Origin of the term Dynamic Programming

The 1950’s were not good years for mathematical research. We had a very interesting gentleman in Washington named Wilson. He was Secretary of Defence, and he actually had a pathological fear and hatred of the word “research”.
I’m not using the term lightly; I’m using it precisely. His face would suffuse, he would turn red, and he would get violent if people used the term, research, in his presence. You can imagine how he felt, then, about the term, mathematical.
Hence, I felt I had to do something to shield Wilson and the Air Force from the fact that I was really doing mathematics inside the RAND Corporation.
What title, what name, could I choose?
In the first place, I was interested in planning, in decision-making, in thinking. But planning, is not a good word for various reasons. I decided therefore to use the word, “programming”.
I wanted to get across the idea that this was dynamic, this was multistage, this was time-varying.
I thought, let’s kill two birds with one stone. Let’s take a word which has an absolutely precise meaning, namely dynamic, in the classical physical sense.
It also has a very interesting property as an adjective, and that is it’s impossible to use the word, dynamic, in the pejorative sense.
Thus, I thought dynamic programming was a good name.

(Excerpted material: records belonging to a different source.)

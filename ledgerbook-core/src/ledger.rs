//! Main ledger orchestration layer
//!
//! This module ties together storage, tenancy access, and ambient
//! transactions into a high-level API for bookkeeping writes.
//!
//! # Example
//!
//! ```no_run
//! use ledgerbook_core::{Config, Ledger, Principal};
//! use uuid::Uuid;
//!
//! fn main() -> ledgerbook_core::Result<()> {
//!     let config = Config::default();
//!     let ledger = Ledger::open(config)?;
//!
//!     let principal = Principal::new(Uuid::new_v4());
//!     let txn = ledger.begin(&principal);
//!     // ... stage writes ...
//!     txn.commit()?;
//!
//!     Ok(())
//! }
//! ```

use crate::{
    access,
    error::{Error, Result},
    metrics::Metrics,
    storage::{self, StorageStats, View},
    txn::WriteTxn,
    types::{
        Account, Company, CostCenter, FinancialAccount, LedgerEntry, Principal,
        TenantMembership, TransactionHeader,
    },
    Config, Storage,
};
use rust_decimal::Decimal;
use uuid::Uuid;

/// Main ledger interface
pub struct Ledger {
    /// Storage backend
    storage: Storage,

    /// Metrics collector
    metrics: Metrics,

    /// Configuration
    config: Config,
}

impl Ledger {
    /// Open ledger with configuration
    pub fn open(config: Config) -> Result<Self> {
        let storage = Storage::open(&config)?;
        let metrics = Metrics::new().map_err(|e| Error::Other(e.to_string()))?;

        tracing::info!(
            service = %config.service_name,
            version = %config.service_version,
            "Ledger opened"
        );

        Ok(Self {
            storage,
            metrics,
            config,
        })
    }

    /// Begin an ambient write transaction for the acting principal
    pub fn begin(&self, principal: &Principal) -> WriteTxn<'_> {
        WriteTxn::new(&self.storage, &self.metrics, principal.clone())
    }

    /// Whether the principal may touch rows owned by `company_id`
    pub fn can_access(&self, principal: &Principal, company_id: Uuid) -> Result<bool> {
        let view = View::committed(&self.storage);
        access::can_access(&view, principal, company_id)
    }

    // Committed-state reads. Rows the principal cannot access behave
    // exactly like missing rows; list reads filter silently.

    /// Get a company visible to the principal
    pub fn get_company(&self, principal: &Principal, id: Uuid) -> Result<Company> {
        let view = View::committed(&self.storage);
        let company = view.company(id)?.ok_or(Error::CompanyNotFound(id))?;
        if !access::can_access(&view, principal, company.id)? {
            return Err(Error::CompanyNotFound(id));
        }
        Ok(company)
    }

    /// List the companies the principal belongs to (all, for a superuser)
    pub fn list_companies(&self, principal: &Principal) -> Result<Vec<Company>> {
        let view = View::committed(&self.storage);
        let mut visible = Vec::new();
        for company in view.companies()? {
            if access::can_access(&view, principal, company.id)? {
                visible.push(company);
            }
        }
        Ok(visible)
    }

    /// List the memberships of a company visible to the principal
    pub fn list_members(
        &self,
        principal: &Principal,
        company_id: Uuid,
    ) -> Result<Vec<TenantMembership>> {
        self.get_company(principal, company_id)?;
        View::committed(&self.storage).members(company_id)
    }

    /// Get a transaction header visible to the principal
    pub fn get_header(&self, principal: &Principal, id: Uuid) -> Result<TransactionHeader> {
        let view = View::committed(&self.storage);
        let header = view.header(id)?.ok_or(Error::HeaderNotFound(id))?;
        if !access::can_access(&view, principal, header.company_id)? {
            return Err(Error::HeaderNotFound(id));
        }
        Ok(header)
    }

    /// List a company's transaction headers
    pub fn list_headers(
        &self,
        principal: &Principal,
        company_id: Uuid,
    ) -> Result<Vec<TransactionHeader>> {
        self.get_company(principal, company_id)?;

        let view = View::committed(&self.storage);
        let mut headers = Vec::new();
        for id in view.index_ids(storage::IDX_HEADER, company_id)? {
            if let Some(header) = view.header(id)? {
                headers.push(header);
            }
        }
        Ok(headers)
    }

    /// List a header's entries in creation order
    pub fn list_entries(&self, principal: &Principal, header_id: Uuid) -> Result<Vec<LedgerEntry>> {
        self.get_header(principal, header_id)?;
        View::committed(&self.storage).entries(header_id)
    }

    /// Sum and count of a header's committed entries
    pub fn sum_and_count(&self, principal: &Principal, header_id: Uuid) -> Result<(Decimal, u64)> {
        self.get_header(principal, header_id)?;
        View::committed(&self.storage).sum_and_count(header_id)
    }

    /// Get a chart-of-accounts entry visible to the principal
    pub fn get_account(&self, principal: &Principal, id: Uuid) -> Result<Account> {
        let view = View::committed(&self.storage);
        let account = view.account(id)?.ok_or(Error::AccountNotFound(id))?;
        if !access::can_access(&view, principal, account.company_id)? {
            return Err(Error::AccountNotFound(id));
        }
        Ok(account)
    }

    /// List a company's chart of accounts
    pub fn list_accounts(&self, principal: &Principal, company_id: Uuid) -> Result<Vec<Account>> {
        self.get_company(principal, company_id)?;

        let view = View::committed(&self.storage);
        let mut accounts = Vec::new();
        for id in view.index_ids(storage::IDX_ACCOUNT, company_id)? {
            if let Some(account) = view.account(id)? {
                accounts.push(account);
            }
        }
        Ok(accounts)
    }

    /// List a company's cost centers
    pub fn list_cost_centers(
        &self,
        principal: &Principal,
        company_id: Uuid,
    ) -> Result<Vec<CostCenter>> {
        self.get_company(principal, company_id)?;

        let view = View::committed(&self.storage);
        let mut centers = Vec::new();
        for id in view.index_ids(storage::IDX_COST_CENTER, company_id)? {
            if let Some(cc) = view.cost_center(id)? {
                centers.push(cc);
            }
        }
        Ok(centers)
    }

    /// List a company's financial accounts
    pub fn list_financial_accounts(
        &self,
        principal: &Principal,
        company_id: Uuid,
    ) -> Result<Vec<FinancialAccount>> {
        self.get_company(principal, company_id)?;

        let view = View::committed(&self.storage);
        let mut accounts = Vec::new();
        for id in view.index_ids(storage::IDX_FINANCIAL_ACCOUNT, company_id)? {
            if let Some(fa) = view.financial_account(id)? {
                accounts.push(fa);
            }
        }
        Ok(accounts)
    }

    /// Metrics collector
    pub fn metrics(&self) -> &Metrics {
        &self.metrics
    }

    /// Configuration this ledger was opened with
    pub fn config(&self) -> &Config {
        &self.config
    }

    /// Storage statistics
    pub fn stats(&self) -> Result<StorageStats> {
        self.storage.stats()
    }
}
//! Configuration for the ledger

use serde::{Deserialize, Serialize};
use std::path::PathBuf;

/// Ledger configuration
#[derive(Debug, Clone, Serialize, Deserialize)]
pub struct Config {
    /// Data directory for RocksDB
    pub data_dir: PathBuf,

    /// Service name
    pub service_name: String,

    /// Service version
    pub service_version: String,

    /// Metrics listen address
    pub metrics_listen_addr: String,

    /// RocksDB configuration
    pub rocksdb: RocksDBConfig,
}

impl Default for Config {
    fn default() -> Self {
        Self {
            data_dir: PathBuf::from("./data/ledgerbook"),
            service_name: "ledgerbook-core".to_string(),
            service_version: env!("CARGO_PKG_VERSION").to_string(),
            metrics_listen_addr: "0.0.0.0:9090".to_string(),
            rocksdb: RocksDBConfig::default(),
        }
    }
}

/// RocksDB configuration
#[derive(Debug, Clone, Serialize, Deserialize)]
pub struct RocksDBConfig {
    /// Write buffer size (MB)
    pub write_buffer_size_mb: usize,

    /// Max write buffers
    pub max_write_buffer_number: i32,

    /// Target file size (MB)
    pub target_file_size_mb: u64,

    /// Max background jobs (compaction + flush)
    pub max_background_jobs: i32,

    /// Level 0 file num compaction trigger
    pub level0_file_num_compaction_trigger: i32,

    /// Enable statistics
    pub enable_statistics: bool,
}

impl Default for RocksDBConfig {
    fn default() -> Self {
        Self {
            write_buffer_size_mb: 64,
            max_write_buffer_number: 4,
            target_file_size_mb: 64,
            max_background_jobs: 4,
            level0_file_num_compaction_trigger: 4,
            enable_statistics: false,
        }
    }
}

impl Config {
    /// Load from file
    pub fn from_file(path: impl AsRef<std::path::Path>) -> crate::Result<Self> {
        let content = std::fs::read_to_string(path)?;
        let config: Config = toml::from_str(&content)
            .map_err(|e| crate::Error::Config(format!("Failed to parse config: {}", e)))?;
        Ok(config)
    }

    /// Load from environment variables
    pub fn from_env() -> crate::Result<Self> {
        let mut config = Config::default();

        if let Ok(data_dir) = std::env::var("LEDGERBOOK_DATA_DIR") {
            config.data_dir = PathBuf::from(data_dir);
        }

        if let Ok(addr) = std::env::var("LEDGERBOOK_METRICS_ADDR") {
            config.metrics_listen_addr = addr;
        }

        Ok(config)
    }
}
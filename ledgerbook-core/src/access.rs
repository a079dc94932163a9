//! Tenancy access rule
//!
//! Every read and write against tenant-owned rows passes through this
//! module: row visibility on reads (a row the principal cannot see behaves
//! exactly like a missing row) and a written-value check on writes (the
//! company id in the new row must itself satisfy the rule).
//!
//! The rule is a pure predicate over the membership store: a principal may
//! touch a company's rows iff a membership links them (any role) or the
//! principal carries the global superuser capability.

use crate::{
    error::{Error, Result},
    storage::View,
    types::Principal,
};
use uuid::Uuid;

/// Whether the principal may read or write rows owned by `company_id`.
pub(crate) fn can_access(view: &View<'_>, principal: &Principal, company_id: Uuid) -> Result<bool> {
    if principal.superuser {
        return Ok(true);
    }
    Ok(view.membership(company_id, principal.id)?.is_some())
}

/// WITH-CHECK on writes. Denials carry no identifiers so a rejected write
/// does not reveal whether the target row exists.
pub(crate) fn check_write(
    view: &View<'_>,
    principal: &Principal,
    company_id: Uuid,
) -> Result<()> {
    if can_access(view, principal, company_id)? {
        Ok(())
    } else {
        Err(Error::PermissionDenied)
    }
}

It was something not even a Congressman could object to. So I used it as an umbrella for my activities.
📖 Bellman’s autobiography “The Eye of the Hurricane”

Finite and infinite horizon problems#

Although dynamic programming primarily deals with infinite horizon problems, it can also be applied to the finite horizon problems where $T < \infty$

Terms backwards induction and dynamic programming are associated by many authors respectively with finite and infinite horizon problems
Our definition of a dynamic optimization problem contains elements of both finite and infinite horizon problem setup, and needs more detail

Finite horizon problems

Time is discrete and finite, $t \in \{0,1,\dots,T\}$ where $T < \infty$
Parameter vector $\theta$ indeed contains $t$ such that the value and policy functions along with other elements of the model do depend on $t$, i.e. may differ between time periods
“Bellman equation” is a (common!) misuse of the term, because with time subscripts for the value function, it is not a functional equation any more
However, the term “Bellman equation” is still used for the finite horizon problems to denote the following expression:

\[\begin{split} V_t(s_t) = \begin{cases} \max_{x \in \mathcal{D}_t(s_t)} \big[ f(x,s_t) + \beta V_{t+1}(s_{t+1}) \big] ,& \text{ if } t<T \\ \max_{x \in \mathcal{D}_T(s_T)} f(x,s_T) ,& \text{ if } t=T \end{cases} \end{split}\]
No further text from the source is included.